§ YOUR ASSIGNMENT
Which lines below hold the word "sleep"? Copy all of them.

--- TASK MATERIAL Enclosed Below ---

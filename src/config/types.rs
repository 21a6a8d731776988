use crate::task::TaskDescriptor;
use schemars::JsonSchema;
use serde::{Deserialize, Serialize};
use std::path::PathBuf;

use super::defaults::*;

#[derive(Debug, Clone, Deserialize, Serialize, JsonSchema)]
pub struct Config {
    #[serde(default = "default_version")]
    pub version: u32,

    #[serde(flatten)]
    pub options: RunOptions,

    /// Compare against `git merge-base <branch> HEAD` when no diff_ref is set
    #[serde(default)]
    pub merge_base: Option<String>,

    /// Also list tasks skipped by the diff filter in the status view
    #[serde(default)]
    pub show_skipped: bool,

    /// Write a JSON summary of the run here
    #[serde(default)]
    pub report_file: Option<PathBuf>,

    #[serde(default)]
    pub tasks: Vec<TaskDescriptor>,
}

/// Options for a single orchestration
#[derive(Debug, Clone, PartialEq, Eq, Deserialize, Serialize, JsonSchema)]
pub struct RunOptions {
    /// When false, every task runs regardless of repository state
    #[serde(default = "default_true")]
    pub check_git_diff: bool,

    /// Only staged changes count (`git diff --cached`)
    #[serde(default = "default_true")]
    pub staged_check: bool,

    /// Revision the diff is taken against
    #[serde(default)]
    pub diff_ref: Option<String>,

    /// Maximum number of tasks running at once; unbounded when absent
    #[serde(default)]
    pub max_parallel: Option<usize>,
}

impl Default for RunOptions {
    fn default() -> Self {
        Self {
            check_git_diff: default_true(),
            staged_check: default_true(),
            diff_ref: None,
            max_parallel: None,
        }
    }
}
use assert_cmd::Command;
use predicates::prelude::*;
use std::fs;
use std::path::Path;
use tempfile::TempDir;

fn write_config(dir: &Path, body: &str) {
    fs::write(dir.join("pre-commit.yaml"), body).unwrap();
}

fn bin(dir: &TempDir) -> Command {
    let mut cmd = Command::cargo_bin("pre-commit-progress").unwrap();
    cmd.current_dir(dir.path());
    cmd
}

#[test]
fn passing_checks_exit_zero_with_ok_banner() {
    let dir = TempDir::new().unwrap();
    write_config(
        dir.path(),
        r#"
max_parallel: 1
tasks:
  - cmd: [sh, -c, "sleep 0.1; exit 0"]
  - cmd: [sh, -c, "sleep 0.05; exit 0"]
"#,
    );

    bin(&dir)
        .args(["run", "--all"])
        .assert()
        .success()
        .stderr(predicate::str::contains(" OK "));
}

#[test]
fn failing_check_exits_one_and_prints_its_log() {
    let dir = TempDir::new().unwrap();
    write_config(
        dir.path(),
        r#"
check_git_diff: false
tasks:
  - cmd: [sh, -c, "echo boom >&2; exit 2"]
  - cmd: echo fine
"#,
    );

    bin(&dir)
        .arg("run")
        .assert()
        .code(1)
        .stderr(predicate::str::contains("boom"))
        .stderr(predicate::str::contains("Log of : sh -c echo boom >&2; exit 2"))
        .stderr(predicate::str::contains("ERROR"))
        .stdout(predicate::str::contains("❌"));
}

#[test]
fn task_runs_in_its_working_directory() {
    let dir = TempDir::new().unwrap();
    fs::create_dir(dir.path().join("sub")).unwrap();
    fs::write(dir.path().join("sub/marker.txt"), "x").unwrap();
    write_config(
        dir.path(),
        r#"
tasks:
  - cwd: sub
    cmd: [sh, -c, "test -f marker.txt || { echo missing >&2; exit 3; }"]
"#,
    );

    bin(&dir).args(["run", "--all"]).assert().success();
}

#[test]
fn report_file_is_written() {
    let dir = TempDir::new().unwrap();
    write_config(
        dir.path(),
        r#"
check_git_diff: false
report_file: out/report.json
tasks:
  - cmd: echo hello
"#,
    );

    bin(&dir).arg("run").assert().success();

    let report = fs::read_to_string(dir.path().join("out/report.json")).unwrap();
    assert!(report.contains("\"passed\": true"));
    assert!(report.contains("echo hello"));
}

#[test]
fn dry_run_lists_tasks_without_running_them() {
    let dir = TempDir::new().unwrap();
    write_config(
        dir.path(),
        r#"
tasks:
  - cmd: [sh, -c, "touch should-not-exist"]
"#,
    );

    bin(&dir)
        .args(["run", "--all", "--dry-run", "--max-parallel", "2"])
        .assert()
        .success()
        .stdout(predicate::str::contains("Execution Plan"))
        .stdout(predicate::str::contains("Max parallel: 2"))
        .stdout(predicate::str::contains("sh -c touch should-not-exist"));

    assert!(!dir.path().join("should-not-exist").exists());
}

#[test]
fn zero_parallelism_is_rejected() {
    let dir = TempDir::new().unwrap();
    write_config(dir.path(), "tasks:\n  - cmd: 'true'\n");

    bin(&dir)
        .args(["run", "--all", "--max-parallel", "0"])
        .assert()
        .failure()
        .stderr(predicate::str::contains("max_parallel"));
}

#[test]
fn missing_config_fails() {
    let dir = TempDir::new().unwrap();

    bin(&dir)
        .args(["run", "--config", "nope.yaml"])
        .assert()
        .failure()
        .stderr(predicate::str::contains("nope.yaml"));
}

#[test]
fn schema_describes_config() {
    let dir = TempDir::new().unwrap();

    bin(&dir)
        .arg("schema")
        .assert()
        .success()
        .stdout(predicate::str::contains("\"tasks\""))
        .stdout(predicate::str::contains("max_parallel"));
}
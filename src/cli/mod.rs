pub mod run;
pub mod schema;

use clap::{Parser, Subcommand};
use std::path::PathBuf;

#[derive(Parser)]
#[command(name = "pre-commit-progress")]
#[command(
    author,
    version,
    about = "Run pre-commit checks on changed directories in parallel, with live progress"
)]
pub struct Cli {
    #[command(subcommand)]
    pub command: Commands,

    /// Enable verbose/debug logging
    #[arg(short, long, global = true)]
    pub verbose: bool,
}

#[derive(Subcommand)]
pub enum Commands {
    /// Run the configured checks
    Run(RunArgs),

    /// Print JSON Schema for config validation
    Schema,
}

#[derive(Parser, Clone)]
pub struct RunArgs {
    /// Path to config file
    #[arg(short, long, default_value = pre_commit_progress::config::default_config_path())]
    pub config: PathBuf,

    /// Run every task, ignoring the git diff check
    #[arg(long)]
    pub all: bool,

    /// Count unstaged changes too, not only staged ones
    #[arg(long)]
    pub unstaged: bool,

    /// Compare against this revision (e.g., HEAD~1, a commit hash)
    #[arg(long, env = "PRE_COMMIT_DIFF_REF")]
    pub diff_ref: Option<String>,

    /// Compare against the merge base of this branch and HEAD (e.g., origin/main)
    #[arg(long, conflicts_with = "diff_ref")]
    pub merge_base: Option<String>,

    /// Override max parallel tasks
    #[arg(long)]
    pub max_parallel: Option<usize>,

    /// List tasks without changes in the status view
    #[arg(long)]
    pub show_skipped: bool,

    /// Write a JSON summary of the run
    #[arg(long)]
    pub report_file: Option<PathBuf>,

    /// Show which tasks would run without executing them
    #[arg(long)]
    pub dry_run: bool,
}
use crate::error::RunnerError;
use crate::process::ProcessRunner;
use crate::task::TaskDescriptor;
use futures::stream::{FuturesUnordered, StreamExt};
use std::path::Path;
use std::sync::Arc;
use std::time::{Duration, Instant};
use tokio::sync::{OwnedSemaphorePermit, Semaphore};
use tracing::{debug, info, warn};

use super::board::{RunBoard, RunEvent, RunObserver, RunSnapshot};
use super::instance::{RunInstance, RunStatus, TaskResult};

#[derive(Debug)]
pub struct RunReport {
    /// One outcome per instance, in input order
    pub outcomes: Vec<TaskOutcome>,
    /// Final status view, including skipped entries when they are shown
    pub snapshot: RunSnapshot,
    pub total_duration: Duration,
}

impl RunReport {
    pub fn all_succeeded(&self) -> bool {
        self.outcomes
            .iter()
            .all(|o| o.status == RunStatus::Succeeded)
    }

    pub fn failures(&self) -> impl Iterator<Item = &TaskOutcome> {
        self.outcomes
            .iter()
            .filter(|o| o.status != RunStatus::Succeeded)
    }
}

#[derive(Debug, Clone)]
pub struct TaskOutcome {
    pub cwd: String,
    pub command: String,
    pub status: RunStatus,
    pub exit_code: Option<i32>,
    pub output: String,
    pub duration: Duration,
}

impl TaskOutcome {
    fn from_instance(instance: &RunInstance) -> Self {
        let result = instance.result().unwrap_or_default();
        Self {
            cwd: instance.cwd.clone(),
            command: instance.command_line(),
            status: instance.status(),
            exit_code: result.exit_code,
            output: result.output,
            duration: result.duration,
        }
    }
}

/// Runs tasks with at most `max_parallel` of them active at once
pub struct Orchestrator {
    max_parallel: Option<usize>,
    runner: Arc<ProcessRunner>,
    observers: Vec<Arc<dyn RunObserver>>,
    skipped: Vec<TaskDescriptor>,
}

impl Orchestrator {
    pub fn new(max_parallel: Option<usize>, runner: Arc<ProcessRunner>) -> Self {
        Self {
            max_parallel,
            runner,
            observers: Vec::new(),
            skipped: Vec::new(),
        }
    }

    pub fn with_observer(mut self, observer: Arc<dyn RunObserver>) -> Self {
        self.observers.push(observer);
        self
    }

    /// Tasks filtered out upstream, listed in snapshots as skipped
    pub fn with_skipped(mut self, skipped: Vec<TaskDescriptor>) -> Self {
        self.skipped = skipped;
        self
    }

    pub async fn run(&self, tasks: Vec<TaskDescriptor>) -> Result<RunReport, RunnerError> {
        let start = Instant::now();

        let instances = tasks
            .iter()
            .map(RunInstance::from_task)
            .collect::<Result<Vec<_>, _>>()?;
        let board = Arc::new(RunBoard::new(
            instances,
            &self.skipped,
            self.observers.clone(),
        ));

        self.runner.reset_process_count();
        board.publish(RunEvent::Scheduled);

        // unbounded still needs at least one permit for the empty case
        let permits = self
            .max_parallel
            .unwrap_or(board.len())
            .clamp(1, Semaphore::MAX_PERMITS);
        let semaphore = Arc::new(Semaphore::new(permits));

        info!(
            "Running {} tasks with max parallelism {}",
            board.len(),
            self.max_parallel
                .map(|n| n.to_string())
                .unwrap_or_else(|| "unbounded".to_string())
        );

        let mut futures = FuturesUnordered::new();

        // permits are acquired in input order, so admission is FIFO
        for index in 0..board.len() {
            let permit = semaphore.clone().acquire_owned().await?;
            let mut admission = Admission {
                board: board.clone(),
                index,
                finished: false,
                _permit: permit,
            };
            let runner = self.runner.clone();

            let handle = tokio::spawn(async move {
                execute_instance(&admission.board, index, &runner).await;
                admission.finished = true;
            });
            futures.push(async move { (index, handle.await) });
        }

        while let Some((index, joined)) = futures.next().await {
            if let Err(e) = joined {
                warn!("Task {} panicked: {}", index, e);
                board.finish(
                    index,
                    TaskResult {
                        success: false,
                        exit_code: None,
                        output: format!("task panicked: {}", e),
                        duration: Duration::ZERO,
                    },
                );
            }
        }

        let outcomes: Vec<_> = board
            .instances()
            .iter()
            .map(TaskOutcome::from_instance)
            .collect();

        let report = RunReport {
            outcomes,
            snapshot: board.snapshot(),
            total_duration: start.elapsed(),
        };
        info!(
            "Completed {} tasks in {:.1}s, {} failed",
            report.outcomes.len(),
            report.total_duration.as_secs_f64(),
            report.failures().count()
        );
        Ok(report)
    }
}

/// Holds a task's permit. An instance that stops short of a terminal
/// transition is marked failed before the permit goes back.
struct Admission {
    board: Arc<RunBoard>,
    index: usize,
    finished: bool,
    _permit: OwnedSemaphorePermit,
}

impl Drop for Admission {
    fn drop(&mut self) {
        if !self.finished {
            self.board.abandon(self.index, "task did not finish");
        }
    }
}

async fn execute_instance(board: &RunBoard, index: usize, runner: &ProcessRunner) {
    let instance = board.instance(index);
    debug!("Starting `{}` in {}", instance.command_line(), instance.cwd);
    board.start(index);

    let start = Instant::now();
    let result = match runner.run(Path::new(&instance.cwd), &instance.argv).await {
        Ok(outcome) => TaskResult {
            success: outcome.success,
            exit_code: outcome.exit_code,
            output: outcome.output.trim().to_string(),
            duration: outcome.duration,
        },
        Err(e) => {
            warn!("`{}` could not run: {}", instance.command_line(), e);
            TaskResult {
                success: false,
                exit_code: None,
                output: e.to_string(),
                duration: start.elapsed(),
            }
        }
    };

    board.finish(index, result);
}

--- End of Enclosed TASK MATERIAL ---

§ RESULT OF THIS EXERCISE
  - cmd: [sh, -c, "sleep 0.1; exit 0"]
  - cmd: [sh, -c, "sleep 0.05; exit 0"]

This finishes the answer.